汗だくで眼鏡ズレててこいつマジで天性のいじられキャラじゃね?ここまでくると感心するな。
無事カイロを手に入れた俺は聞きたくもない松崎の英語を右から左へ受け流す程度のHPは手に入れた。
前の席の奴が休んでれば椅子に足掛けられて楽だったのにな。急に早退しねぇかなコイツ。
出席日数がアレなので嫌々授業を受けてるが、暇すぎてあくびが止まらない。
開始10分にしてそうそう眠気が襲ってきた。机に伏せようと前かがみになった時、胸元に違和感を感じ内ポケットにあったものを取り出す。
何でこんなとこにしまってんだと思って取り出したあとも、なんか他のとこにしまうのも面倒臭くなって同じ場所に戻したんだった。
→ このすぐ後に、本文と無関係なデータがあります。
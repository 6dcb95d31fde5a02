//! Single-pass driver for the scrub-log analysis pipeline.

use std::io::{BufRead, Write};

use serde::{Deserialize, Serialize};
use tracing::{debug, info, warn};

use crate::classify::{LineClassifier, LineRecord, OsdLogLine, PayloadRecord, SlowExplanation};
use crate::config::AnalyzerConfig;
use crate::error::AnalyzeResult;
use crate::event::{Boundary, EventTimeline, ScrubEvent, ScrubKind};
use crate::pg::{PgTable, PlacementGroup};
use crate::report;
use crate::synth;
use crate::topology::ClusterTopology;

/// Scrub completion counters, kept across the whole log pass.
#[derive(Debug, Clone, Copy, Default, PartialEq, Eq, Serialize, Deserialize)]
pub struct ScrubCounts {
    /// All scrub completions, shallow and deep.
    pub total: u64,
    /// Shallow completions.
    pub shallow: u64,
    /// Deep completions.
    pub deep: u64,
}

/// Reconstructs a scrub timeline from a mixed cluster dump.
///
/// State is mutated in a strict phase order within the single input pass:
/// topology lines populate the OSD map, status lines populate the group
/// table (resolving hosts against the topology built so far), and daemon-log
/// lines append end events. Start-event synthesis runs only after the pass
/// completes.
#[derive(Debug)]
pub struct ScrubLogAnalyzer {
    config: AnalyzerConfig,
    classifier: LineClassifier,
    topology: ClusterTopology,
    pgs: PgTable,
    timeline: EventTimeline,
    counts: ScrubCounts,
}

impl ScrubLogAnalyzer {
    /// Creates an analyzer with empty state and precompiled patterns.
    pub fn new(config: AnalyzerConfig) -> Self {
        Self {
            config,
            classifier: LineClassifier::new(),
            topology: ClusterTopology::new(),
            pgs: PgTable::new(),
            timeline: EventTimeline::new(),
            counts: ScrubCounts::default(),
        }
    }

    /// Classifies and applies one input line.
    pub fn parse_line(&mut self, line: &str) -> AnalyzeResult<()> {
        match self.classifier.classify(line)? {
            LineRecord::OsdLog(log) => self.handle_osd_log(log),
            LineRecord::PgStatus(status) => {
                let pg = PlacementGroup::from_status(status, &self.topology)?;
                if let Some(previous) = self.pgs.insert(pg) {
                    debug!(pgid = %previous.id, "replaced placement-group record");
                }
                Ok(())
            }
            LineRecord::TreeHost { host } => {
                self.topology.declare_host(&host);
                Ok(())
            }
            LineRecord::TreeOsd { osd } => self.topology.bind_osd(osd),
            LineRecord::OsdStats { osd, kb_used } => {
                self.topology.record_usage(osd, kb_used);
                Ok(())
            }
            LineRecord::Unrecognized => {
                if self.config.log_unknown_lines {
                    warn!(line = line, "unrecognized input line");
                }
                Ok(())
            }
        }
    }

    fn handle_osd_log(&mut self, log: OsdLogLine) -> AnalyzeResult<()> {
        // The line matched the daemon-log shape either way; at or before the
        // cutoff it is absorbed without touching counters or the timeline.
        if let Some(min_time) = self.config.min_time {
            if log.time <= min_time {
                return Ok(());
            }
        }

        match self.classifier.classify_payload(&log.payload)? {
            PayloadRecord::ScrubOk { pgid, kind } => {
                self.counts.total += 1;
                match kind {
                    ScrubKind::Shallow => {
                        self.counts.shallow += 1;
                    }
                    ScrubKind::Deep => {
                        self.counts.deep += 1;
                        self.pgs.resolve(&pgid)?;
                        self.timeline.insert(ScrubEvent {
                            time: log.time,
                            kind,
                            boundary: Boundary::End,
                            pg_id: pgid,
                        })?;
                    }
                }
                Ok(())
            }
            PayloadRecord::SlowRequest {
                age_secs,
                received,
                explanation,
            } => {
                if let SlowExplanation::Unrecognized(explanation) = explanation {
                    let host = self.topology.host_for(log.osd).unwrap_or("unknown");
                    warn!(
                        osd = log.osd,
                        host = host,
                        age_secs = age_secs,
                        received = %received,
                        explanation = %explanation,
                        "slow request with unrecognized explanation"
                    );
                }
                Ok(())
            }
            PayloadRecord::SlowSummary => Ok(()),
        }
    }

    /// Drives a reader to completion, one line at a time.
    pub fn parse_reader<R: BufRead>(&mut self, reader: R) -> AnalyzeResult<()> {
        for line in reader.lines() {
            let line = line?;
            self.parse_line(&line)?;
        }
        info!(
            scrubs = self.counts.total,
            shallow = self.counts.shallow,
            deep = self.counts.deep,
            pgs = self.pgs.len(),
            osds = self.topology.osd_count(),
            "input pass complete"
        );
        Ok(())
    }

    /// Runs start-event synthesis over the completed timeline.
    pub fn finish(&mut self) -> AnalyzeResult<()> {
        synth::add_start_events(
            &mut self.timeline,
            &self.pgs,
            self.config.scrub_rate_bytes_per_sec,
        )
    }

    /// Renders the summary line and the ordered event log.
    pub fn write_report<W: Write>(&self, out: &mut W) -> AnalyzeResult<()> {
        report::write_report(out, &self.timeline, &self.pgs, &self.counts)
    }

    /// Full pipeline: parse, synthesize, report.
    pub fn run<R: BufRead, W: Write>(&mut self, reader: R, out: &mut W) -> AnalyzeResult<()> {
        self.parse_reader(reader)?;
        self.finish()?;
        self.write_report(out)
    }

    /// Completion counters observed so far.
    pub fn counts(&self) -> &ScrubCounts {
        &self.counts
    }

    /// The event timeline in its current state.
    pub fn timeline(&self) -> &EventTimeline {
        &self.timeline
    }

    /// The placement-group table in its current state.
    pub fn pgs(&self) -> &PgTable {
        &self.pgs
    }

    /// The OSD topology in its current state.
    pub fn topology(&self) -> &ClusterTopology {
        &self.topology
    }
}

#[cfg(test)]
mod tests {
    use super::*;
    use crate::error::AnalyzeError;
    use chrono::NaiveDate;
    use std::io::Cursor;

    const HOST_LINE: &str = "-2\t5.46\t\thost nodeA";
    const OSD_LINE: &str = "3\t1.82\t\t\tosd.3\tup\t1\t";

    fn pg_line(pgid: &str, bytes: u64, set: &str, primary: u32) -> String {
        format!(
            "{}\t0\t0\t0\t244\t{}\t3000\t3000\tactive+clean\t2015-04-01 12:00:00.000000\t1234'5678\t100:200\t[{set}]\t{p}\t[{set}]\t{p}\t1234'5678\t2015-04-01 11:00:00.000000\t1234'5678\t2015-03-30 10:00:00.000000",
            pgid,
            bytes,
            set = set,
            p = primary
        )
    }

    fn log_line(osd: u32, stamp: &str, payload: &str) -> String {
        format!(
            "/var/log/ceph/ceph-osd.{}.log:{} abc123 0 log [INF] : {}",
            osd, stamp, payload
        )
    }

    fn default_analyzer() -> ScrubLogAnalyzer {
        ScrubLogAnalyzer::new(AnalyzerConfig::default())
    }

    fn run_to_string(analyzer: &mut ScrubLogAnalyzer, input: &str) -> String {
        let mut out = Vec::new();
        analyzer.run(Cursor::new(input.to_string()), &mut out).unwrap();
        String::from_utf8(out).unwrap()
    }

    #[test]
    fn test_end_to_end_single_deep_scrub() {
        let input = format!(
            "{}\n{}\n{}\n{}\n",
            HOST_LINE,
            OSD_LINE,
            pg_line("1.a", 1_000_000_000, "3", 3),
            log_line(3, "2015-04-02 10:00:00.000000", "1.a deep-scrub ok")
        );

        let mut analyzer = default_analyzer();
        let output = run_to_string(&mut analyzer, &input);

        let lines: Vec<&str> = output.lines().collect();
        assert_eq!(lines.len(), 3);
        assert_eq!(lines[0], "Found 1 scrubs, 1 deep");
        assert_eq!(
            lines[1],
            "2015-04-02 09:59:47.499999 <D PG    1.a (  1.00 GB) [nodeA] [3]"
        );
        assert_eq!(
            lines[2],
            "2015-04-02 10:00:00.000000 >D PG    1.a (  1.00 GB) [nodeA] [3]"
        );
    }

    #[test]
    fn test_shallow_scrub_counted_but_no_event() {
        let input = format!(
            "{}\n{}\n{}\n{}\n",
            HOST_LINE,
            OSD_LINE,
            pg_line("1.a", 1_000_000_000, "3", 3),
            log_line(3, "2015-04-02 10:00:00.000000", "1.a scrub ok")
        );

        let mut analyzer = default_analyzer();
        let output = run_to_string(&mut analyzer, &input);

        assert_eq!(output, "Found 1 scrubs, 0 deep\n");
        assert_eq!(analyzer.counts().shallow, 1);
        assert!(analyzer.timeline().is_empty());
    }

    #[test]
    fn test_min_time_cutoff_suppresses_counting() {
        let mut config = AnalyzerConfig::default();
        config.min_time = Some(
            NaiveDate::from_ymd_opt(2015, 4, 1)
                .unwrap()
                .and_hms_opt(0, 0, 0)
                .unwrap(),
        );
        let mut analyzer = ScrubLogAnalyzer::new(config);

        let input = format!(
            "{}\n{}\n{}\n{}\n{}\n",
            HOST_LINE,
            OSD_LINE,
            pg_line("1.a", 1_000_000_000, "3", 3),
            // At the cutoff exactly: ignored (strictly-after rule).
            log_line(3, "2015-04-01 00:00:00.000000", "1.a deep-scrub ok"),
            // Before the cutoff: ignored.
            log_line(3, "2015-03-28 09:00:00.000000", "1.a scrub ok")
        );

        let output = run_to_string(&mut analyzer, &input);
        assert_eq!(output, "Found 0 scrubs, 0 deep\n");
        assert_eq!(analyzer.counts(), &ScrubCounts::default());
    }

    #[test]
    fn test_cutoff_line_with_garbage_payload_is_absorbed() {
        let mut config = AnalyzerConfig::default();
        config.min_time = Some(
            NaiveDate::from_ymd_opt(2015, 4, 1)
                .unwrap()
                .and_hms_opt(0, 0, 0)
                .unwrap(),
        );
        let mut analyzer = ScrubLogAnalyzer::new(config);

        // Payload would be a fatal parse error, but the cutoff absorbs the
        // line before payload classification.
        let line = log_line(3, "2015-03-01 00:00:00.000000", "journal flush took 3s");
        analyzer.parse_line(&line).unwrap();
    }

    #[test]
    fn test_unknown_payload_after_cutoff_is_fatal() {
        let mut analyzer = default_analyzer();
        let line = log_line(3, "2015-04-02 10:00:00.000000", "journal flush took 3s");
        let err = analyzer.parse_line(&line).unwrap_err();
        assert!(matches!(err, AnalyzeError::Parse { .. }));
    }

    #[test]
    fn test_deep_scrub_for_undeclared_pg_is_fatal() {
        let mut analyzer = default_analyzer();
        let line = log_line(3, "2015-04-02 10:00:00.000000", "9.ff deep-scrub ok");
        let err = analyzer.parse_line(&line).unwrap_err();
        assert!(matches!(
            err,
            AnalyzeError::UnknownPlacementGroup { .. }
        ));
    }

    #[test]
    fn test_status_line_before_topology_is_fatal() {
        let mut analyzer = default_analyzer();
        let err = analyzer
            .parse_line(&pg_line("1.a", 1_000_000_000, "3", 3))
            .unwrap_err();
        assert!(matches!(err, AnalyzeError::UnknownNode { osd: 3 }));
    }

    #[test]
    fn test_osd_line_before_host_is_fatal() {
        let mut analyzer = default_analyzer();
        let err = analyzer.parse_line(OSD_LINE).unwrap_err();
        assert!(matches!(err, AnalyzeError::Parse { .. }));
    }

    #[test]
    fn test_primary_mismatch_is_fatal() {
        let mut analyzer = default_analyzer();
        analyzer.parse_line(HOST_LINE).unwrap();
        analyzer.parse_line(OSD_LINE).unwrap();
        analyzer.parse_line("17\t1.82\t\t\tosd.17\tup\t1\t").unwrap();

        let bad = pg_line("1.a", 1_000_000_000, "3,17", 17);
        let err = analyzer.parse_line(&bad).unwrap_err();
        assert!(matches!(err, AnalyzeError::Parse { .. }));
    }

    #[test]
    fn test_restatus_overwrites_and_lookups_see_newest() {
        let input = format!(
            "{}\n{}\n{}\n{}\n{}\n",
            HOST_LINE,
            OSD_LINE,
            pg_line("1.a", 1_000_000_000, "3", 3),
            pg_line("1.a", 4_000_000_000, "3", 3),
            log_line(3, "2015-04-02 10:00:00.000000", "1.a deep-scrub ok")
        );

        let mut analyzer = default_analyzer();
        let output = run_to_string(&mut analyzer, &input);

        assert_eq!(analyzer.pgs().len(), 1);
        assert_eq!(analyzer.pgs().get("1.a").unwrap().bytes, 4_000_000_000);
        // 4 GB at 80 MB/s: 50 s + 1 usec before the end event.
        assert!(output.contains("2015-04-02 09:59:09.999999 <D"));
        assert!(output.contains("(  4.00 GB)"));
    }

    #[test]
    fn test_duplicate_event_timestamp_is_fatal() {
        let mut analyzer = default_analyzer();
        analyzer.parse_line(HOST_LINE).unwrap();
        analyzer.parse_line(OSD_LINE).unwrap();
        analyzer
            .parse_line(&pg_line("1.a", 1_000_000_000, "3", 3))
            .unwrap();
        analyzer
            .parse_line(&pg_line("1.b", 1_000_000_000, "3", 3))
            .unwrap();

        let stamp = "2015-04-02 10:00:00.000000";
        analyzer
            .parse_line(&log_line(3, stamp, "1.a deep-scrub ok"))
            .unwrap();
        let err = analyzer
            .parse_line(&log_line(3, stamp, "1.b deep-scrub ok"))
            .unwrap_err();
        assert!(matches!(err, AnalyzeError::DuplicateTimestamp { .. }));
    }

    #[test]
    fn test_unrecognized_lines_are_skipped() {
        let mut analyzer = default_analyzer();
        analyzer.parse_line("dumped all in format plain").unwrap();
        analyzer.parse_line("").unwrap();
        assert_eq!(analyzer.counts(), &ScrubCounts::default());
        assert!(analyzer.timeline().is_empty());
    }

    #[test]
    fn test_slow_request_lines_produce_no_events() {
        let input = format!(
            "{}\n{}\n{}\n{}\n{}\n",
            HOST_LINE,
            OSD_LINE,
            pg_line("1.a", 1_000_000_000, "3", 3),
            log_line(
                3,
                "2015-04-02 10:00:00.000000",
                "4 slow requests, 1 included below; oldest blocked for > 61.1 secs"
            ),
            log_line(
                3,
                "2015-04-02 10:00:00.000001",
                "slow request 61.1 seconds old, received at 2015-04-02 09:59:00.000000: osd_op(client.1 foo) v4 currently commit sent"
            )
        );

        let mut analyzer = default_analyzer();
        let output = run_to_string(&mut analyzer, &input);
        assert_eq!(output, "Found 0 scrubs, 0 deep\n");
        assert!(analyzer.timeline().is_empty());
    }

    #[test]
    fn test_osd_stats_line_recorded() {
        let mut analyzer = default_analyzer();
        analyzer
            .parse_line("3\t104857600\t830472192\t935329792\t[0,1]\t[2]")
            .unwrap();
        assert_eq!(analyzer.topology().kb_used(3), Some(104_857_600));
    }
}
このキモ川のキモいラブレターは、明日とか明後日とかその辺で返すことになってる。
「1週間俺の言うことなんでも聞け」って命令したあの瞬間は、本当に返してやろうなんて気は全くなくて。
さらに脅して泣かせてやろうとさえ思っていた。
けどこれ、読んでみると割と長い間片思いしてんだなって。
ルーズリーフ5枚(裏表)に長々と相手の長所語れるやつもそうそういねぇだろ。
はたから見ればとんだイカレ野郎だなって思うが、ここまで来ると相手の顔を拝みたくなる。
⋯うちのクラスにそこまでの美人はいねぇ。
いや、そもそも同じクラスなのか?
同じ学年だとも、同じ学校だとも限らないし、生きてんのか死んでんのかもわからない。
ラブレター見て、何かしらのヒントを得ようとするも手がかりはない。
「かっこいい」だとか、「好き」だとか。そんなありきたりな言葉。
モヤモヤしてきたので、前の席の奴の椅子を蹴って振り向かせ、問いかける。
「なァ、うちのクラスにかっこいい系の女子とか居たか?」
突然の質問に少々驚いていたが、数秒考える素振りをして、
「えっ⋯!?さぁ、わからないです⋯」
と答えた。
チッ。使えねぇー。
「ああでも、うちのクラスではないですけどラクロス部の先輩にならいました。ポニーテールの、美人でかっこよくて清潔感ある⋯」
「なんて名前?」
「寺内先輩です!ちょうど今体育やってて窓際からなら見えるんですよ!!」
「で?お前は時々そいつを見てると。」
「はい!すごく、いやかなり美人です!!」
と、喋り方がやや興奮気味になってきたので、
「いや、なんでお前そいつのクラスの時間割まで知ってんだよストーカーかキメェわ普通に」
とツッコミ(本音)を言うとやっちまったって顔して視線を黒板に戻した。
別に。わかんねぇならわかんねぇで、それはそれでいいんだけど。
俺の斜め前の2個隣の席。そこにキモ川は座っていて、時々感じる視線がうざったかった。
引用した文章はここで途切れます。